Each line of the records below that holds "longer" should be returned.

[Collected data entries]
:::

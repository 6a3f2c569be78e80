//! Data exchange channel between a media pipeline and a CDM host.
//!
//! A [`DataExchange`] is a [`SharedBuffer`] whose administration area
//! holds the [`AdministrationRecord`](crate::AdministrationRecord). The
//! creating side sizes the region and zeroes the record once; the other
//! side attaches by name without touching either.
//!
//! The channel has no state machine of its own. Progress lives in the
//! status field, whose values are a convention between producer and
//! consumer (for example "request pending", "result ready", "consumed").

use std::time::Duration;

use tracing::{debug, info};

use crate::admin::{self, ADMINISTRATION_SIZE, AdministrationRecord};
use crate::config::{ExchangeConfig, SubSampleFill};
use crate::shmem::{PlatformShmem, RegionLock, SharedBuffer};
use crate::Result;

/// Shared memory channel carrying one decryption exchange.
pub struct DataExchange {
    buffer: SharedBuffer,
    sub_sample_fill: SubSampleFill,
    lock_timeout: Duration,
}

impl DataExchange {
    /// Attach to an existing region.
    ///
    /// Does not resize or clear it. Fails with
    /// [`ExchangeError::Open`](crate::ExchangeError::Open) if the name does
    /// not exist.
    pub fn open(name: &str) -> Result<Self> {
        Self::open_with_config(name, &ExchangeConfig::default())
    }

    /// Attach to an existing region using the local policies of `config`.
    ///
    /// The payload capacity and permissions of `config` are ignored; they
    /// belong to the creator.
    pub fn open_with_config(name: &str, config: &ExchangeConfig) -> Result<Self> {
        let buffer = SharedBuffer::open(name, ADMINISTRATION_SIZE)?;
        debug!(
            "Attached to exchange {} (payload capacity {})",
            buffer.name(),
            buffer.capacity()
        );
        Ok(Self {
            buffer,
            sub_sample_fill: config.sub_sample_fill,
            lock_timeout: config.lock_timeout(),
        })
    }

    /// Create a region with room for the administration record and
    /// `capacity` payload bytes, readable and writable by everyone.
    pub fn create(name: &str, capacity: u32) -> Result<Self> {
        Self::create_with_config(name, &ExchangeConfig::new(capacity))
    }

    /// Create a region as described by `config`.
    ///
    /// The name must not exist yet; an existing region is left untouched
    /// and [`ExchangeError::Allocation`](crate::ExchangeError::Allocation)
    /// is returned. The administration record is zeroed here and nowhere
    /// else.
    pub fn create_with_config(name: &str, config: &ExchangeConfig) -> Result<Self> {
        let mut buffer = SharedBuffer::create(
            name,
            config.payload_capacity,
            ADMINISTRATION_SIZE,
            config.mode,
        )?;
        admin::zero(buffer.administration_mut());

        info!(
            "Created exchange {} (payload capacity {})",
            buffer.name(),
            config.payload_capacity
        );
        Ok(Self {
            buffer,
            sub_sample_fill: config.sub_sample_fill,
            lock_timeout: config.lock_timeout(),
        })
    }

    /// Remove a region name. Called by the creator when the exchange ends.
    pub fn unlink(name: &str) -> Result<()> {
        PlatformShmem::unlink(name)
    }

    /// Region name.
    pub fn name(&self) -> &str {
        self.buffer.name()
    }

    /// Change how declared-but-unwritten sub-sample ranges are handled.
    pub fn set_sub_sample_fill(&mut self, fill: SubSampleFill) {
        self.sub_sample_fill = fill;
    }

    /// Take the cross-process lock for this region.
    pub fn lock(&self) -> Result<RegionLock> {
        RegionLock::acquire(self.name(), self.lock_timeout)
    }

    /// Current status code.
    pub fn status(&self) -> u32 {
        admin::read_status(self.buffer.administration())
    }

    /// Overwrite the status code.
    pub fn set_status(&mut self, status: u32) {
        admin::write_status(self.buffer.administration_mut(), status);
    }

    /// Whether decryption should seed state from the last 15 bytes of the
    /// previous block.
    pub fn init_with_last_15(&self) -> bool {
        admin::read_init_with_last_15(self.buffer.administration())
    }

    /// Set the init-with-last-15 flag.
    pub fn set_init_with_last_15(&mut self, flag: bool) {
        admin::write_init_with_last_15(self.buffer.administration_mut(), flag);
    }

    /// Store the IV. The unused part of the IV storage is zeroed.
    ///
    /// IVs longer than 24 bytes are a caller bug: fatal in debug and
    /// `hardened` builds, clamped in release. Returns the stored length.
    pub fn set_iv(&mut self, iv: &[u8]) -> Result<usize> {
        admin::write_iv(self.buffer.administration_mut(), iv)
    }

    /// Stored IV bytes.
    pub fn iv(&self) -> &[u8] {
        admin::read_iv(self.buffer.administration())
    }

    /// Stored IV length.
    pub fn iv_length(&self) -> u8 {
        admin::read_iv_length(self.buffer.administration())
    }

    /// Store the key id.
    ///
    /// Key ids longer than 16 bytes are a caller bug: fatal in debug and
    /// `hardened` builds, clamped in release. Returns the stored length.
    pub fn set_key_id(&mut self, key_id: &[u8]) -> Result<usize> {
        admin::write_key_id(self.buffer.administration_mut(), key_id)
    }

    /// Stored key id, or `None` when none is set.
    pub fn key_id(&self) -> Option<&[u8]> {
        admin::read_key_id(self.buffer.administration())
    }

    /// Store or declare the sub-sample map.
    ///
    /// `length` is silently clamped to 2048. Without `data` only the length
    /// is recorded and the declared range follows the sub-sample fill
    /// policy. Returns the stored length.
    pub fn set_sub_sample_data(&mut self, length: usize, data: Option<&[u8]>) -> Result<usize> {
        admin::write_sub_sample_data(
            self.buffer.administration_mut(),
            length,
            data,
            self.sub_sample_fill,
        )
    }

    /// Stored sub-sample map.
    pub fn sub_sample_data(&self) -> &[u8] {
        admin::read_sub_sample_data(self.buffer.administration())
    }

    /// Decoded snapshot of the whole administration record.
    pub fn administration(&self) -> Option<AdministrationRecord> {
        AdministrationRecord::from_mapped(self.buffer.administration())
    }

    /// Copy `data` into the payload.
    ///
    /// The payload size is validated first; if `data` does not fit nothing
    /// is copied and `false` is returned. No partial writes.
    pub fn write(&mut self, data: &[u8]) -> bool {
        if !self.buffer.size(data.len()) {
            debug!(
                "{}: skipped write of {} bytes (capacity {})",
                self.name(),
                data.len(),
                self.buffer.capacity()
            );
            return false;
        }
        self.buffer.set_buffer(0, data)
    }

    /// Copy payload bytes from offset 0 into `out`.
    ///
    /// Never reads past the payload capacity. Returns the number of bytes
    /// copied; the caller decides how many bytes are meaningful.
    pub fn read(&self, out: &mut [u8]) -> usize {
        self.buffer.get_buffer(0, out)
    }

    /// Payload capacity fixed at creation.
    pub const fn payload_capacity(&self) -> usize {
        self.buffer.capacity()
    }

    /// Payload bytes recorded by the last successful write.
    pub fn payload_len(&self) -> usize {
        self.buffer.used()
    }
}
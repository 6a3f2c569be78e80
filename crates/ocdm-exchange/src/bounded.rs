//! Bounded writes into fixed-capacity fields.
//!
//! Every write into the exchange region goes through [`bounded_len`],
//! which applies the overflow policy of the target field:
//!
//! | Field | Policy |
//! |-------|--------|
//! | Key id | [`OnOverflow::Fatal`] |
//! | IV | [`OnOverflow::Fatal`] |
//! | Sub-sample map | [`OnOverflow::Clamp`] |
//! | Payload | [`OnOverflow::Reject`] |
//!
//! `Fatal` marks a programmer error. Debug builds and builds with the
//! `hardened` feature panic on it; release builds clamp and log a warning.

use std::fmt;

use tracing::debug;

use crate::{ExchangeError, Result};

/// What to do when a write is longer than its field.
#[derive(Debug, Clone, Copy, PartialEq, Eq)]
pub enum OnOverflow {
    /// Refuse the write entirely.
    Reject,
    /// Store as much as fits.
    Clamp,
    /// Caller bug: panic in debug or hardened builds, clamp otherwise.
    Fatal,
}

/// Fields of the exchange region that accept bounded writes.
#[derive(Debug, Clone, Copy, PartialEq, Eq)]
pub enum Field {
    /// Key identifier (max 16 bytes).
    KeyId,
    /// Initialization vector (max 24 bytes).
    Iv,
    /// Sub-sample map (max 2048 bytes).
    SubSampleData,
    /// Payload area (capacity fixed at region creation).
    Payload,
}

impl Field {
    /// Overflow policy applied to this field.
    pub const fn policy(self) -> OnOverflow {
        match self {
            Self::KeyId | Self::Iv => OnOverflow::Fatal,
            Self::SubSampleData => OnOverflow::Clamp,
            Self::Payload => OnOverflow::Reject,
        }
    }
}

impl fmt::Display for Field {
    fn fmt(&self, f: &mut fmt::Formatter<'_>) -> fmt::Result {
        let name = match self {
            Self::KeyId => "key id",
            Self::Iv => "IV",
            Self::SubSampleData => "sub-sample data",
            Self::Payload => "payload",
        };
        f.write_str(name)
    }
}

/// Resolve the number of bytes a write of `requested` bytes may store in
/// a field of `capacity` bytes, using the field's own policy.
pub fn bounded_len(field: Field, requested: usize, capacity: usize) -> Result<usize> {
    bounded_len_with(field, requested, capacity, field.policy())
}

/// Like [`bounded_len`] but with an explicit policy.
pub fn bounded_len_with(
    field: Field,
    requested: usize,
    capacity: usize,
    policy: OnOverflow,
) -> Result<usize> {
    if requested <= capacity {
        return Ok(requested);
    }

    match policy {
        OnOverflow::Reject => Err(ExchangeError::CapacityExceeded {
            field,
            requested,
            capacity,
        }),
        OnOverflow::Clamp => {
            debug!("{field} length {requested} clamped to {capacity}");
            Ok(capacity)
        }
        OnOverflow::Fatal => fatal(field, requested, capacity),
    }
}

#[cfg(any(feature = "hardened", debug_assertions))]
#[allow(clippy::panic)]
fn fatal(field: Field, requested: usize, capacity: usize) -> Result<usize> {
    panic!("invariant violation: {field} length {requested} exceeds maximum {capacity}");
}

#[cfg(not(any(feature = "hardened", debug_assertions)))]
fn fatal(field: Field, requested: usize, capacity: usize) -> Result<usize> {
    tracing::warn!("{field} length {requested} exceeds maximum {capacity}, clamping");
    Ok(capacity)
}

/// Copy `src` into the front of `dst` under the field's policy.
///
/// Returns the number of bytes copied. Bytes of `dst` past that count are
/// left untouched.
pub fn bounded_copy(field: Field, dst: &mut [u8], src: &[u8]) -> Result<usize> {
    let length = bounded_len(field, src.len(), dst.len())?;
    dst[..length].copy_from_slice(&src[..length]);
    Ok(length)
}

:::

== OUTPUT FOR THIS TASK ==
    /// IVs longer than 24 bytes are a caller bug: fatal in debug and
    /// Key ids longer than 16 bytes are a caller bug: fatal in debug and
/// What to do when a write is longer than its field.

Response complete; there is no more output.